EDIT: In your calculation, do you know what the others have ? (like the stats when you watch poker on tv) Or just the probability for you only, without knowing what the others have. That makes a big difference.

Each player can see other player’s opened 3 cards, but can’t see other 2 cards. (When they all received first 5 cards)

I’m sorry I never played the 7 card poker, but can you see your two cards down ? if you do, for the probabilities do you want them like for the stats showed on tv or stats for your point of view ?

If at the start each player receive 1 card up and 2 down:(in the case when you can see your 2 cards down)

On your point of view:

you know: numbersOfPlayers*1 + your two hidden cards.
you don’t know: (numbersOfPlayers-1)*2 cards
and there are 52 - (numbersOfPlayers)*3 cards left in the deck

On the point of view of a spectator (tv stats):

we know (numbersOfPlayers)3 cards
we know that there are 52 - numbersOfPlayers3 cards left in the deck

example: you want to go for 4 of a kind Ace. You’ve got 2 aces.
for your point of view in the deck it should be probably remain 2 aces… but maybe two others players have 1 ace each, in that case, it’s impossible for you to get the 4 of a kind. In a spectator point of view, we know that you’ve got 0% chances to get the 4 of a kind, but in your point of view, it is still doable.

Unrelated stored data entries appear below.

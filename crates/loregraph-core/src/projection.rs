//! Accumulation of decoded values into a deduplicated projection.

use std::collections::HashMap;

use loregraph_common::{GraphData, GraphEdge, GraphNode};

use crate::decode::GraphValue;

/// Accumulates nodes and edges by store identity.
///
/// The first observation for a given id wins; later sightings of the same
/// id are discarded without merging their properties, whatever snapshot
/// they carry. Output order is unspecified.
#[derive(Debug, Default)]
pub struct Projection {
    nodes: HashMap<String, GraphNode>,
    edges: HashMap<String, GraphEdge>,
}

impl Projection {
    pub fn new() -> Self {
        Self::default()
    }

    /// Feed one decoded value; lists recurse element-wise, scalars are
    /// ignored.
    pub fn absorb(&mut self, value: GraphValue) {
        match value {
            GraphValue::Node(node) => {
                self.nodes.entry(node.id.clone()).or_insert(node);
            }
            GraphValue::Relation(edge) => {
                self.edges.entry(edge.id.clone()).or_insert(edge);
            }
            GraphValue::Many(values) => {
                for value in values {
                    self.absorb(value);
                }
            }
            GraphValue::Other => {}
        }
    }

    /// Finish assembly. With `close_edges`, only edges whose endpoints are
    /// both present among the accumulated nodes survive; a relationship
    /// whose far endpoint was excluded by filtering cannot be rendered and
    /// is dropped.
    pub fn finish(self, close_edges: bool) -> GraphData {
        let Projection { nodes, mut edges } = self;
        if close_edges {
            edges.retain(|_, edge| {
                nodes.contains_key(&edge.from) && nodes.contains_key(&edge.to)
            });
        }
        GraphData {
            nodes: nodes.into_values().collect(),
            edges: edges.into_values().collect(),
        }
    }
}
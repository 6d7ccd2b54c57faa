pub mod connector;
pub mod cypher;
pub mod decode;
pub mod engine;
pub mod projection;

pub use connector::StoreConnector;
pub use cypher::{CypherStatement, Param};
pub use decode::GraphValue;
pub use engine::GraphEngine;
pub use projection::Projection;

// Re-export common types for convenience
pub use loregraph_common::{
    AppConfig, Error, GraphData, GraphEdge, GraphFilter, GraphNode, GraphSchema, Result,
    StoreConfig,
};
use anyhow::Result;
use loregraph_common::AppConfig;
use loregraph_core::{GraphEngine, StoreConnector};

#[tokio::main]
async fn main() -> Result<()> {
    tracing_subscriber::fmt::init();
    dotenvy::dotenv().ok();

    // 1. Load configuration (defaults target a local dev store)
    let config = AppConfig::load()?;
    println!("Connecting to {} as {}", config.store.uri, config.store.user);

    // 2. Build the engine with an owned connector
    let engine = GraphEngine::new(StoreConnector::new(config.store));

    // 3. What does the store contain?
    let schema = engine.schema().await?;
    println!("\nLabels: {:?}", schema.labels);
    println!("Relationship types: {:?}", schema.relationship_types);

    // 4. Fetch the whole graph
    let graph = engine.fetch_all().await?;
    println!(
        "\nFull graph: {} nodes, {} edges",
        graph.nodes.len(),
        graph.edges.len()
    );
    for node in graph.nodes.iter().take(10) {
        println!("   - [{}] {}", node.node_type, node.label);
    }

    // 5. Raw statements work too (debug path, trusted input only)
    let sample = engine
        .run_raw("MATCH (n)-[r]->(m) RETURN n, r, m LIMIT 5")
        .await?;
    println!(
        "\nRaw sample: {} nodes, {} edges",
        sample.nodes.len(),
        sample.edges.len()
    );

    // 6. Explicit teardown; a later call would reconnect transparently
    engine.connector().shutdown().await;
    Ok(())
}
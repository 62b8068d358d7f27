//! Resilient feed synchronization client
//!
//! Keeps a local view of a shared, append-mostly feed (posts) and a peer
//! roster synchronized with a remote source of truth over an unreliable,
//! intermittently-available transport.
//!
//! ## Overview
//!
//! Two channels feed one store. A persistent push channel delivers
//! incremental events and is kept alive with exponential-backoff
//! reconnection; a request/response pull channel fills the gaps whenever
//! the push channel is down (periodic full-state polls) or slow to answer
//! (initial-load fallback). Because the same data routinely arrives over
//! both channels, redundantly and out of order, every store merge is
//! idempotent: the final content depends only on the set of observed
//! events.
//!
//! ```text
//! ┌─────────────────────────────────────────────────────────────────┐
//! │  FeedClient                                                     │
//! │  ├── ConnectionManager: push channel lifecycle, heartbeat,      │
//! │  │   exponential-backoff reconnection                           │
//! │  ├── SyncCoordinator: channel authority, offline polling,       │
//! │  │   init fallback, publish with fallback                       │
//! │  ├── FeedStore: deduplicated posts + roster, confluent merges   │
//! │  └── NotificationEmitter: new-post / connection-state events    │
//! └─────────────────────────────────────────────────────────────────┘
//! ```
//!
//! ## Quick Start
//!
//! ```ignore
//! use feedsync_core::{ClientConfig, FeedClient, FeedEvent};
//!
//! #[tokio::main]
//! async fn main() {
//!     let config = ClientConfig::new("ws://localhost:3030/ws", "http://localhost:3030/api");
//!     let client = FeedClient::new(config);
//!     let mut events = client.subscribe();
//!     client.connect();
//!
//!     client.publish("hello, network", "Alice").await.ok();
//!
//!     while let Ok(event) = events.recv().await {
//!         if let FeedEvent::PostArrived { post } = event {
//!             println!("{}: {}", post.author_name, post.content);
//!         }
//!     }
//! }
//! ```

pub mod client;
pub mod connection;
pub mod coordinator;
pub mod error;
pub mod notify;
pub mod protocol;
pub mod rest;
pub mod store;
pub mod transport;
pub mod types;

// Re-exports
pub use client::{ClientConfig, FeedClient};
pub use connection::{ConnectionEvent, ConnectionManager, ConnectionState, ReconnectPolicy};
pub use coordinator::SyncCoordinator;
pub use error::{FeedError, FeedResult};
pub use notify::{FeedEvent, NotificationEmitter};
pub use protocol::{ClientMessage, PushEvent};
pub use rest::{FallbackApi, NetworkInfo, PublishRequest, RestClient};
pub use store::FeedStore;
pub use transport::{PushConnector, PushPair, PushSink, PushSource, WsConnector};
pub use types::{FeedSnapshot, Peer, Post};
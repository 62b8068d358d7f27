//! Error types for the feed synchronization client

use thiserror::Error;

/// Main error type for feed synchronization operations
///
/// Most failures never reach the caller: transport errors are recovered
/// through the reconnect policy and surface only as connection-state
/// changes, protocol errors discard the offending message, and poll
/// errors are retried on the next scheduled interval. Only publish
/// failures (and the terminal reconnect-exhausted state) are user-visible.
#[derive(Error, Debug)]
pub enum FeedError {
    /// Push channel failed to open or closed unexpectedly
    #[error("Transport error: {0}")]
    Transport(String),

    /// Malformed inbound payload; the message is discarded
    #[error("Protocol error: {0}")]
    Protocol(String),

    /// Both the push send and the request/response fallback failed
    #[error("Publish failed: {0}")]
    Publish(String),

    /// Fallback refresh request failed; retried on the next interval
    #[error("Poll failed: {0}")]
    Poll(String),

    /// HTTP-level error from the pull channel
    #[error("HTTP error: {0}")]
    Http(#[from] reqwest::Error),

    /// Error during serialization/deserialization
    #[error("Serialization error: {0}")]
    Serialization(#[from] serde_json::Error),
}

/// Result type alias using FeedError
pub type FeedResult<T> = Result<T, FeedError>;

You really need to know what probabilities you want to know because in the math it makes a big difference.
I hope i’m clear in my explanations

yes I know that, and sorry for not said enough.

And yes player can know own all 5 cards.

At start of game, each player receive 5 cards, and open 3 cards and keep secret 2 cards, then receive 1 card and it opened, and then receive 1 more card. And when he get 7 cards, he now have 4 opened cards and 3 secret cards, he choose last 1 card to open from his hand’s 3 cards, and that opened 5 cards make poker score if it can.

And I want probability of [player point of view] , not point of spectator.

And probability of himself’s each poker score’s probability, and other player’s probability based on thier’s opened 3 or 4 cards.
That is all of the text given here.